───── Given data ─────

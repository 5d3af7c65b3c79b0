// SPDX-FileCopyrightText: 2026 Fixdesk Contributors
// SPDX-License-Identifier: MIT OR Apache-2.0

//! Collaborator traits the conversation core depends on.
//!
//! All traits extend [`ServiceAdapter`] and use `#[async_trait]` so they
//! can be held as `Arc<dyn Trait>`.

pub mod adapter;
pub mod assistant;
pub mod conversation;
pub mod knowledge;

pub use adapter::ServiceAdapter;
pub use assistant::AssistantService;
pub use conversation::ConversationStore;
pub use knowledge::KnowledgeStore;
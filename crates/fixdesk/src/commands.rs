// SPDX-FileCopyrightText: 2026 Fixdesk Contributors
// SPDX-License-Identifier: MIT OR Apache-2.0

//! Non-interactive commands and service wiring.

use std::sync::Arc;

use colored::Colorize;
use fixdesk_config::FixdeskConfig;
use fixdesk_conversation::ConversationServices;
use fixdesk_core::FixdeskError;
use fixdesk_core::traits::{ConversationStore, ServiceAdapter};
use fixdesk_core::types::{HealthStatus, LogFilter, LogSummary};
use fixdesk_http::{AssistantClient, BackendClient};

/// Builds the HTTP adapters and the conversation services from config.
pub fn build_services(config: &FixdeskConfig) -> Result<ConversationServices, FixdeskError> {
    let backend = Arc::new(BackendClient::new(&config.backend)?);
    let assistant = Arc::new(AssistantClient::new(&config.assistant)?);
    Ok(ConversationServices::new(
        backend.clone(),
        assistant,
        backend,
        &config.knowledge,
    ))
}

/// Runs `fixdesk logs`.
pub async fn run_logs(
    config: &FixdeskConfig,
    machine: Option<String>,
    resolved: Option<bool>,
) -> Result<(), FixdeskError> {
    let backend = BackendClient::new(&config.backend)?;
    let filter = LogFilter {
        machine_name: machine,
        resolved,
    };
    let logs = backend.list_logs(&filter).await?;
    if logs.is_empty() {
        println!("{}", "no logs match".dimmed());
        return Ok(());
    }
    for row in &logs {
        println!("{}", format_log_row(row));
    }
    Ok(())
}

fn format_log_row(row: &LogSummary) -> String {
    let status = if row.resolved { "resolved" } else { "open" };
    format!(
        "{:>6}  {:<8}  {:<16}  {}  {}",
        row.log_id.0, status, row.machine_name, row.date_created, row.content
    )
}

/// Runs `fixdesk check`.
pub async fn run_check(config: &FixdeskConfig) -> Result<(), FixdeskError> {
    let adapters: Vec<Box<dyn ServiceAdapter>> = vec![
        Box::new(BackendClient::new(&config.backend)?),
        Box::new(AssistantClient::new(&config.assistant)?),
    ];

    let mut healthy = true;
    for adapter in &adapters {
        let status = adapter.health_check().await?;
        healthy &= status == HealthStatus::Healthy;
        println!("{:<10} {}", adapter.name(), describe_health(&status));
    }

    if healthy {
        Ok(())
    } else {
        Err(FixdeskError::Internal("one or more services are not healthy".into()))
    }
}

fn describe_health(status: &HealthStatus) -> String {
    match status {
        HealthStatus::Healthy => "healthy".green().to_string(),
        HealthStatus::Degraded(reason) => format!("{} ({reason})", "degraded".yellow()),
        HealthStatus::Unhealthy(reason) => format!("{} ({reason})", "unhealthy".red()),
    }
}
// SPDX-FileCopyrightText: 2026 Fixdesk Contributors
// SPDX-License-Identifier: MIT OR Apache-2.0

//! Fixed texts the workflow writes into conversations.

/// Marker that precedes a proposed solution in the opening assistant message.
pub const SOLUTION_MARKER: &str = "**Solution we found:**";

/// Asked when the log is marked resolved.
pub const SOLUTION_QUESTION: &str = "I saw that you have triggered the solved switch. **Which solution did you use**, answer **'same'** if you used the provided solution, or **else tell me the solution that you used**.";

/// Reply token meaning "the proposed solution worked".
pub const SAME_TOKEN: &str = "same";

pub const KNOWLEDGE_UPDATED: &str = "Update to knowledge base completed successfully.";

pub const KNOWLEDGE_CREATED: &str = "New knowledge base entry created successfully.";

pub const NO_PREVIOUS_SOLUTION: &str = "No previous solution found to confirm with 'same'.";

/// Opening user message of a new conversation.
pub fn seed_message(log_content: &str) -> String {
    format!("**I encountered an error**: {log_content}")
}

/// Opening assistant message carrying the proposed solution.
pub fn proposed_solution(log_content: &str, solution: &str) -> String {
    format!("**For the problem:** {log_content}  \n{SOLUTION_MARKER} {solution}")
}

─────

What is required = Set down, unchanged, only those lines above that fall between the line with "let status = adapter.health_check().await?;" and the line with "pub fn seed_message(log_content: &str)", the two end lines included.

Answer box =
        let status = adapter.health_check().await?;
        healthy &= status == HealthStatus::Healthy;
        println!("{:<10} {}", adapter.name(), describe_health(&status));
    }

    if healthy {
        Ok(())
    } else {
        Err(FixdeskError::Internal("one or more services are not healthy".into()))
    }
}

fn describe_health(status: &HealthStatus) -> String {
    match status {
        HealthStatus::Healthy => "healthy".green().to_string(),
        HealthStatus::Degraded(reason) => format!("{} ({reason})", "degraded".yellow()),
        HealthStatus::Unhealthy(reason) => format!("{} ({reason})", "unhealthy".red()),
    }
}
// SPDX-FileCopyrightText: 2026 Fixdesk Contributors
// SPDX-License-Identifier: MIT OR Apache-2.0

//! Fixed texts the workflow writes into conversations.

/// Marker that precedes a proposed solution in the opening assistant message.
pub const SOLUTION_MARKER: &str = "**Solution we found:**";

/// Asked when the log is marked resolved.
pub const SOLUTION_QUESTION: &str = "I saw that you have triggered the solved switch. **Which solution did you use**, answer **'same'** if you used the provided solution, or **else tell me the solution that you used**.";

/// Reply token meaning "the proposed solution worked".
pub const SAME_TOKEN: &str = "same";

pub const KNOWLEDGE_UPDATED: &str = "Update to knowledge base completed successfully.";

pub const KNOWLEDGE_CREATED: &str = "New knowledge base entry created successfully.";

pub const NO_PREVIOUS_SOLUTION: &str = "No previous solution found to confirm with 'same'.";

/// Opening user message of a new conversation.
pub fn seed_message(log_content: &str) -> String {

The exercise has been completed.